## What is needed
Needed from the entries below: every line that holds the word "SignatureHeader".

## Dataset records
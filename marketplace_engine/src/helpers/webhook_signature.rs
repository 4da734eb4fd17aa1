//! Verification of signed provider notifications.
//!
//! The provider signs every notification with a pre-shared secret and sends the result in a header of the form
//!
//! ```text
//! t=1700000000,v1=5257a869e7ecebeda32affa62cdca3fa51cad7e77a0e56ff536d0ce8e108d8bd
//! ```
//!
//! where `t` is the signing time in unix seconds and each `v1` entry is a hex-encoded HMAC-SHA256 of `"{t}.{body}"`.
//! More than one `v1` entry may be present while a secret is being rolled.
use std::str::FromStr;

use chrono::{DateTime, Duration, Utc};
use hmac::{Hmac, Mac};
use log::trace;
use mkt_common::Secret;
use sha2::Sha256;
use thiserror::Error;

type HmacSha256 = Hmac<Sha256>;

pub const SIGNATURE_SCHEME: &str = "v1";

#[derive(Debug, Clone, PartialEq, Eq, Error)]
pub enum WebhookSignatureError {
    #[error("No webhook signing secret is configured")]
    MissingSecret,
    #[error("The webhook signing secret cannot be used. {0}")]
    InvalidSecret(String),
    #[error("The request has no signature header")]
    MissingHeader,
    #[error("The signature header is malformed. {0}")]
    MalformedHeader(String),
    #[error("The signature header contains no v1 signatures")]
    NoSignatures,
    #[error("The signature timestamp is outside the allowed tolerance")]
    TimestampOutsideTolerance,
    #[error("No signature matches the payload")]
    SignatureMismatch,
}

#[derive(Debug, Clone, PartialEq, Eq)]
pub struct SignatureHeader {
    pub timestamp: i64,
    pub signatures: Vec<Vec<u8>>,
}

impl FromStr for SignatureHeader {
    type Err = WebhookSignatureError;

    fn from_str(s: &str) -> Result<Self, Self::Err> {
        let mut timestamp = None;
        let mut signatures = vec![];
        for part in s.split(',') {
            let (key, value) = part
                .trim()
                .split_once('=')
                .ok_or_else(|| WebhookSignatureError::MalformedHeader(format!("'{part}' is not a key=value pair")))?;
            match key {
                "t" => {
                    let t = value
                        .parse::<i64>()
                        .map_err(|e| WebhookSignatureError::MalformedHeader(format!("Invalid timestamp. {e}")))?;
                    timestamp = Some(t);
                },
                SIGNATURE_SCHEME => match hex::decode(value) {
                    Ok(sig) => signatures.push(sig),
                    Err(e) => trace!("🔐️ Ignoring signature that is not valid hex. {e}"),
                },
                // Other schemes (e.g. v0 test signatures) are not trusted
                _ => {},
            }
        }
        let timestamp = timestamp.ok_or_else(|| WebhookSignatureError::MalformedHeader("No timestamp".into()))?;
        if signatures.is_empty() {
            return Err(WebhookSignatureError::NoSignatures);
        }
        Ok(Self { timestamp, signatures })
    }
}

fn mac_for(secret: &Secret<String>, timestamp: i64, payload: &[u8]) -> Result<HmacSha256, WebhookSignatureError> {
    let mut mac = HmacSha256::new_from_slice(secret.reveal().as_bytes())
        .map_err(|e| WebhookSignatureError::InvalidSecret(e.to_string()))?;
    mac.update(timestamp.to_string().as_bytes());
    mac.update(b".");
    mac.update(payload);
    Ok(mac)
}

/// Checks that `header` carries a valid signature of `payload` made with `secret` within `tolerance` of `now`.
///
/// An empty secret never verifies anything.
pub fn verify_signature(
    payload: &[u8],
    header: Option<&str>,
    secret: &Secret<String>,
    tolerance: Duration,
    now: DateTime<Utc>,
) -> Result<(), WebhookSignatureError> {
    if secret.is_empty() {
        return Err(WebhookSignatureError::MissingSecret);
    }
    let header = header.ok_or(WebhookSignatureError::MissingHeader)?.parse::<SignatureHeader>()?;
    let tolerance = u64::try_from(tolerance.num_seconds()).unwrap_or(0);
    if now.timestamp().abs_diff(header.timestamp) > tolerance {
        return Err(WebhookSignatureError::TimestampOutsideTolerance);
    }
    let mac = mac_for(secret, header.timestamp, payload)?;
    let matched = header.signatures.iter().any(|sig| mac.clone().verify_slice(sig).is_ok());
    if matched {
        Ok(())
    } else {
        Err(WebhookSignatureError::SignatureMismatch)
    }
}

/// Produces a signature header for `payload`, as the provider would.
pub fn sign_payload(payload: &[u8], secret: &Secret<String>, timestamp: i64) -> Result<String, WebhookSignatureError> {
    let sig = mac_for(secret, timestamp, payload)?.finalize().into_bytes();
    Ok(format!("t={timestamp},{SIGNATURE_SCHEME}={}", hex::encode(sig)))
}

## Answer to this task
pub struct SignatureHeader {
impl FromStr for SignatureHeader {
    let header = header.ok_or(WebhookSignatureError::MissingHeader)?.parse::<SignatureHeader>()?;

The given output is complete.